Studies published in Psychology Today estimate that almost 50% of people in treatment for alcoholism experience co-occurring depression. Alongside this, the article reports that for those who are being treated for depression, nearly 40% will also struggle with an alcohol use disorder at some point within their lifetime.

Difficulties arise when trying to assess the order that these two disorders appear. This is because they can each influence the other and it becomes a muddy picture when trying to determine which disorder is primary and which is secondary. However, it has been seen that for those with secondary depression see the depression symptoms resolve significantly after days or weeks of abstinence.

Typically, however, those suffering from the symptoms of depression will use alcohol to self medicate the discomforts associated with it. As the depression lingers and alcohol use increases in tandem with tolerance, alcohol addiction or dependency can result.
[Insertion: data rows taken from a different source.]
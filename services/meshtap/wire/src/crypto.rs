//! Channel key derivation and the payload stream cipher.
//!
//! Payloads are encrypted with AES in counter mode. The key comes from the
//! channel's base64 key text, the counter block from the packet id and the
//! sending node, so the same function both encrypts and decrypts.

use aes::cipher::generic_array::GenericArray;
use aes::cipher::{KeyIvInit, StreamCipher};
use base64::prelude::BASE64_STANDARD;
use base64::Engine;
use std::fmt;

type Aes128Ctr = ctr::Ctr128BE<aes::Aes128>;
type Aes256Ctr = ctr::Ctr128BE<aes::Aes256>;

/// Key used when a channel is configured with a single-byte key
pub const DEFAULT_PSK: [u8; 16] = [
    0xd4, 0xf1, 0xbb, 0x3a, 0x20, 0x29, 0x07, 0x59, 0xf0, 0xbc, 0xff, 0xab, 0xcf, 0x4e, 0x69, 0x01,
];

/// Key text of the default public channel
pub const DEFAULT_CHANNEL_KEY: &str = "AQ==";

/// Maximum raw channel key length in bytes
pub const MAX_KEY_LEN: usize = 32;

/// Counter block size in bytes
pub const IV_SIZE: usize = 16;

/// Concrete cipher key derived from a channel key
#[derive(Clone, PartialEq, Eq)]
pub enum ChannelKey {
    /// Channel is not encrypted; the cipher is a passthrough
    Unencrypted,
    /// AES-128 key
    Aes128([u8; 16]),
    /// AES-256 key
    Aes256([u8; 32]),
}

impl ChannelKey {
    /// Derive the key from its base64 text
    pub fn derive(base64_key: &str) -> Result<Self, crate::WireError> {
        let raw = BASE64_STANDARD.decode(base64_key.trim())?;
        Self::from_raw(&raw)
    }

    /// Derive the key from already-decoded key bytes
    pub fn from_raw(raw: &[u8]) -> Result<Self, crate::WireError> {
        match raw.len() {
            0 => Ok(ChannelKey::Unencrypted),
            1 => {
                // single byte selects a variant of the default key, 1 being the key itself
                let mut key = DEFAULT_PSK;
                key[15] = key[15].wrapping_add(raw[0].wrapping_sub(1));
                Ok(ChannelKey::Aes128(key))
            }
            2..=16 => {
                let mut key = [0u8; 16];
                key[..raw.len()].copy_from_slice(raw);
                Ok(ChannelKey::Aes128(key))
            }
            17..=MAX_KEY_LEN => {
                let mut key = [0u8; 32];
                key[..raw.len()].copy_from_slice(raw);
                Ok(ChannelKey::Aes256(key))
            }
            len => Err(crate::WireError::Key(len)),
        }
    }

    /// Whether payloads on this channel are encrypted
    pub fn is_encrypted(&self) -> bool {
        !matches!(self, ChannelKey::Unencrypted)
    }

    /// Key size in bits (0 when unencrypted)
    pub fn bits(&self) -> usize {
        match self {
            ChannelKey::Unencrypted => 0,
            ChannelKey::Aes128(_) => 128,
            ChannelKey::Aes256(_) => 256,
        }
    }

    /// Raw key bytes
    pub fn as_bytes(&self) -> &[u8] {
        match self {
            ChannelKey::Unencrypted => &[],
            ChannelKey::Aes128(key) => &key[..],
            ChannelKey::Aes256(key) => &key[..],
        }
    }
}

impl Default for ChannelKey {
    fn default() -> Self {
        ChannelKey::Aes128(DEFAULT_PSK)
    }
}

// keys stay out of logs
impl fmt::Debug for ChannelKey {
    fn fmt(&self, f: &mut fmt::Formatter<'_>) -> fmt::Result {
        match self {
            ChannelKey::Unencrypted => write!(f, "ChannelKey::Unencrypted"),
            _ => write!(f, "ChannelKey::Aes{}(..)", self.bits()),
        }
    }
}

/// Build the counter block for a packet
pub fn packet_iv(packet_id: u32, src: u32) -> [u8; IV_SIZE] {
    let mut iv = [0u8; IV_SIZE];
    iv[0..4].copy_from_slice(&packet_id.to_le_bytes());
    iv[8..12].copy_from_slice(&src.to_le_bytes());
    iv
}

/// Encrypt or decrypt `data` in place for the given packet
pub fn apply_keystream(key: &ChannelKey, packet_id: u32, src: u32, data: &mut [u8]) {
    let iv = packet_iv(packet_id, src);
    let iv = GenericArray::from_slice(&iv);
    match key {
        ChannelKey::Unencrypted => {}
        ChannelKey::Aes128(k) => Aes128Ctr::new(GenericArray::from_slice(k), iv).apply_keystream(data),
        ChannelKey::Aes256(k) => Aes256Ctr::new(GenericArray::from_slice(k), iv).apply_keystream(data),
    }
}

/// Encrypt or decrypt a copy of `data` for the given packet
pub fn transform(key: &ChannelKey, packet_id: u32, src: u32, data: &[u8]) -> Vec<u8> {
    let mut out = data.to_vec();
    apply_keystream(key, packet_id, src, &mut out);
    out
}

#[cfg(test)]
mod tests {
    use super::*;

    #[test]
    fn test_empty_key_is_unencrypted() {
        assert_eq!(ChannelKey::derive("").unwrap(), ChannelKey::Unencrypted);
    }

    #[test]
    fn test_single_byte_keys() {
        // 0x01
        assert_eq!(ChannelKey::derive("AQ==").unwrap(), ChannelKey::Aes128(DEFAULT_PSK));

        // 0x02
        let mut expected = DEFAULT_PSK;
        expected[15] = 0x02;
        assert_eq!(ChannelKey::derive("Ag==").unwrap(), ChannelKey::Aes128(expected));

        // 0x00 wraps below the default last byte
        let mut expected = DEFAULT_PSK;
        expected[15] = 0x00;
        assert_eq!(ChannelKey::from_raw(&[0x00]).unwrap(), ChannelKey::Aes128(expected));

        // 0xFF wraps modulo 256
        let mut expected = DEFAULT_PSK;
        expected[15] = 0xFF;
        assert_eq!(ChannelKey::from_raw(&[0xFF]).unwrap(), ChannelKey::Aes128(expected));
    }

    #[test]
    fn test_short_keys_zero_padded() {
        let key = ChannelKey::from_raw(&[0xAB, 0xCD]).unwrap();
        let mut expected = [0u8; 16];
        expected[0] = 0xAB;
        expected[1] = 0xCD;
        assert_eq!(key, ChannelKey::Aes128(expected));

        let raw = [0x11u8; 16];
        assert_eq!(ChannelKey::from_raw(&raw).unwrap(), ChannelKey::Aes128(raw));
    }

    #[test]
    fn test_long_keys_zero_padded() {
        let raw = [0x22u8; 17];
        match ChannelKey::from_raw(&raw).unwrap() {
            ChannelKey::Aes256(key) => {
                assert_eq!(&key[..17], &raw[..]);
                assert!(key[17..].iter().all(|b| *b == 0));
            }
            other => panic!("unexpected key {:?}", other),
        }

        let raw = [0x33u8; 32];
        assert_eq!(ChannelKey::from_raw(&raw).unwrap(), ChannelKey::Aes256(raw));
    }

    #[test]
    fn test_oversized_key_rejected() {
        let text = BASE64_STANDARD.encode([0u8; 33]);
        let err = ChannelKey::derive(&text).unwrap_err();
        assert!(matches!(err, crate::WireError::Key(33)));
        assert!(err.is_fatal());
    }

    #[test]
    fn test_invalid_base64_rejected() {
        assert!(matches!(
            ChannelKey::derive("not base64!"),
            Err(crate::WireError::Base64(_))
        ));
    }

    #[test]
    fn test_iv_layout() {
        let iv = packet_iv(0x01020304, 0xA1B2C3D4);
        assert_eq!(
            iv,
            [0x04, 0x03, 0x02, 0x01, 0, 0, 0, 0, 0xD4, 0xC3, 0xB2, 0xA1, 0, 0, 0, 0]
        );
    }

    #[test]
    fn test_cipher_is_symmetric() {
        let plaintext = b"a payload that spans more than one sixteen byte block".to_vec();
        let keys = [
            ChannelKey::default(),
            ChannelKey::from_raw(&[0x5Au8; 32]).unwrap(),
        ];

        for key in keys {
            let ciphertext = transform(&key, 0x0BADCAFE, 0x12345678, &plaintext);
            assert_eq!(ciphertext.len(), plaintext.len());
            assert_ne!(ciphertext, plaintext);
            assert_eq!(transform(&key, 0x0BADCAFE, 0x12345678, &ciphertext), plaintext);
        }
    }

    #[test]
    fn test_iv_inputs_change_keystream() {
        let key = ChannelKey::default();
        let data = [0u8; 16];
        assert_ne!(transform(&key, 1, 2, &data), transform(&key, 2, 2, &data));
        assert_ne!(transform(&key, 1, 2, &data), transform(&key, 1, 3, &data));
    }

    #[test]
    fn test_unencrypted_passthrough() {
        let data = b"plain".to_vec();
        assert_eq!(transform(&ChannelKey::Unencrypted, 9, 9, &data), data);
    }

    #[test]
    fn test_debug_hides_key() {
        let text = format!("{:?}", ChannelKey::default());
        assert_eq!(text, "ChannelKey::Aes128(..)");
    }
}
9 Symptoms of Alcohol Use Disorder

Based on the number of symptoms of alcohol use disorder, the individual will be diagnosed with mild, moderate, or severe AUD. These symptoms may include:

  • The inability to control the amount of alcohol consumed
  • Unsuccessful attempts at quitting or limiting alcohol intake
  • Overwhelming alcohol cravings
  • Increased alcohol tolerance, resulting in higher consumption
  • Ignoring responsibilities and obligations
  • Loss of interest in social activities or hobbies 
  • Continuing to drink despite the apparent negative consequences
  • Engaging in high risk behaviors while intoxicated
  • Experiencing withdrawal symptoms when not drinking

9 Symptoms of Depression

There are nine diagnostic criteria to determine if someone has clinical depression. If the person displays five or more of these signs of depression that last for two weeks or more, they receive a diagnosis of major depressive disorder. These symptoms include:

  • Feelings of hopelessness, sadness, or despair
  • Fatigue
  • Sleeping problems (such as insomnia or hypersomnia)
  • Slowed cognitive and motor skills
  • Feelings of shame or guilt
  • Weight change
  • Trouble with decision making or concentration
  • Loss of interest in activities and hobbies normally enjoyed
  • Suicidal thoughts

At Asana Recovery, we understand how difficult recovering from these addictions through our daily work to help those struggling most from this disease. While some may believe they can make it alone, rehabilitation programs are essential in the fight to break dependency. The road ahead is not a smooth or easy one, but you can traverse it if done so with the support of the right team. Counseling and aftercare processes can assist you by addressing the psychological facets that led you to addition and help you build a structure from which to better cope with life without succumbing to addiction.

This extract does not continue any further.